Collages che creano un universo parallelo, dove la cultura pop incontra la tristezza dell’hangover solitario e si nutre di Animal Collective e orsetti gommosi.
La ricetta tecnica è semplice e facile da eseguire: prendi delle immagini vintage, scontornale, posizionale in uno sfondo realizzato con photoshop, possibilmente fluo e psichedelico, e l’opera è completa. Se preferisci inserisci un po’ di movimento realizzando qualche gif.

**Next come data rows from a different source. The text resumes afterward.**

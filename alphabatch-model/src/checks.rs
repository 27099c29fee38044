use std::fmt;

/// Outcome the service reports for one named check.
#[derive(Debug, Clone, PartialEq, Eq, Hash)]
#[cfg_attr(feature = "serde", derive(serde::Serialize, serde::Deserialize))]
#[cfg_attr(feature = "serde", serde(from = "String", into = "String"))]
pub enum CheckOutcome {
    Pass,
    Fail,
    /// Anything else the service reports (`PENDING`, `WARNING`, ...).
    Other(String),
}

/// A check reported without a result reads as an empty `Other`, which never
/// passes.
impl Default for CheckOutcome {
    fn default() -> Self {
        CheckOutcome::Other(String::new())
    }
}

impl CheckOutcome {
    pub fn as_str(&self) -> &str {
        match self {
            CheckOutcome::Pass => "PASS",
            CheckOutcome::Fail => "FAIL",
            CheckOutcome::Other(raw) => raw,
        }
    }

    pub fn is_pass(&self) -> bool {
        matches!(self, CheckOutcome::Pass)
    }
}

impl From<String> for CheckOutcome {
    fn from(raw: String) -> Self {
        match raw.as_str() {
            "PASS" => CheckOutcome::Pass,
            "FAIL" => CheckOutcome::Fail,
            _ => CheckOutcome::Other(raw),
        }
    }
}

impl From<&str> for CheckOutcome {
    fn from(raw: &str) -> Self {
        CheckOutcome::from(raw.to_string())
    }
}

impl From<CheckOutcome> for String {
    fn from(outcome: CheckOutcome) -> Self {
        outcome.as_str().to_string()
    }
}

impl fmt::Display for CheckOutcome {
    fn fmt(&self, f: &mut fmt::Formatter<'_>) -> fmt::Result {
        f.write_str(self.as_str())
    }
}

/// A named pass/fail evaluation attached to a completed alpha.
#[derive(Debug, Clone, PartialEq)]
#[cfg_attr(feature = "serde", derive(serde::Serialize, serde::Deserialize))]
pub struct CheckResult {
    pub name: String,
    #[cfg_attr(feature = "serde", serde(rename = "result", default))]
    pub outcome: CheckOutcome,
    #[cfg_attr(feature = "serde", serde(default))]
    pub value: Option<f64>,
}

impl CheckResult {
    pub fn new(
        name: impl Into<String>,
        outcome: impl Into<CheckOutcome>,
        value: Option<f64>,
    ) -> Self {
        Self {
            name: name.into(),
            outcome: outcome.into(),
            value,
        }
    }
}

/// The checks that gate persistence. Their values are also the only ones the
/// result table keeps.
#[derive(Debug, Clone, Copy, PartialEq, Eq, Hash)]
pub enum GatedCheck {
    LowSharpe,
    LowFitness,
    LowTurnover,
    HighTurnover,
    LowSubUniverseSharpe,
}

impl GatedCheck {
    pub const ALL: [GatedCheck; 5] = [
        GatedCheck::LowSharpe,
        GatedCheck::LowFitness,
        GatedCheck::LowTurnover,
        GatedCheck::HighTurnover,
        GatedCheck::LowSubUniverseSharpe,
    ];

    pub fn name(&self) -> &'static str {
        match self {
            GatedCheck::LowSharpe => "LOW_SHARPE",
            GatedCheck::LowFitness => "LOW_FITNESS",
            GatedCheck::LowTurnover => "LOW_TURNOVER",
            GatedCheck::HighTurnover => "HIGH_TURNOVER",
            GatedCheck::LowSubUniverseSharpe => "LOW_SUB_UNIVERSE_SHARPE",
        }
    }

    pub fn from_name(name: &str) -> Option<Self> {
        Self::ALL.into_iter().find(|check| check.name() == name)
    }
}

impl fmt::Display for GatedCheck {
    fn fmt(&self, f: &mut fmt::Formatter<'_>) -> fmt::Result {
        f.write_str(self.name())
    }
}

#[cfg(test)]
mod tests {
    use super::*;

    #[test]
    fn unknown_outcomes_are_preserved() {
        let outcome = CheckOutcome::from("WARNING");
        assert_eq!(outcome, CheckOutcome::Other("WARNING".to_string()));
        assert!(!outcome.is_pass());
        assert_eq!(outcome.as_str(), "WARNING");
    }

    #[test]
    fn gated_checks_resolve_by_wire_name() {
        assert_eq!(
            GatedCheck::from_name("LOW_SUB_UNIVERSE_SHARPE"),
            Some(GatedCheck::LowSubUniverseSharpe)
        );
        assert_eq!(GatedCheck::from_name("SELF_CORRELATION"), None);
    }

    #[cfg(feature = "serde")]
    #[test]
    fn check_result_reads_service_shape() {
        let raw = r#"{"name":"LOW_SHARPE","result":"PASS","limit":1.25,"value":1.61}"#;
        let check: CheckResult = serde_json::from_str(raw).unwrap();
        assert_eq!(check.name, "LOW_SHARPE");
        assert!(check.outcome.is_pass());
        assert_eq!(check.value, Some(1.61));

        let pending = r#"{"name":"SELF_CORRELATION","result":"PENDING"}"#;
        let check: CheckResult = serde_json::from_str(pending).unwrap();
        assert_eq!(check.value, None);
    }

    #[cfg(feature = "serde")]
    #[test]
    fn missing_result_reads_as_not_passing() {
        let raw = r#"{"name":"CONCENTRATED_WEIGHT","value":0.2}"#;
        let check: CheckResult = serde_json::from_str(raw).unwrap();
        assert_eq!(check.outcome, CheckOutcome::default());
        assert!(!check.outcome.is_pass());
        assert_eq!(check.value, Some(0.2));
    }
}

L’ingrediente segreto che aggiunge Tyler però è tutto: una personale visione dello spazio da riempire che sembra mostrare, in un foglio delimitato, paranoie e sogni appartenenti a una mente più che creativa e a tratti cupa nonostante i colori abbaglianti. Visi che si sciolgono, mozziconi di sigarette tra le mani, ballerine del cabaret, occhi assenti.
A volte ama lavorare con la realtà, modificando edifici e costruzioni cittadine sul suo foglio digitale, donando loro murales eccentrici e colorati, pattern tipici dei suoi lavori digitali.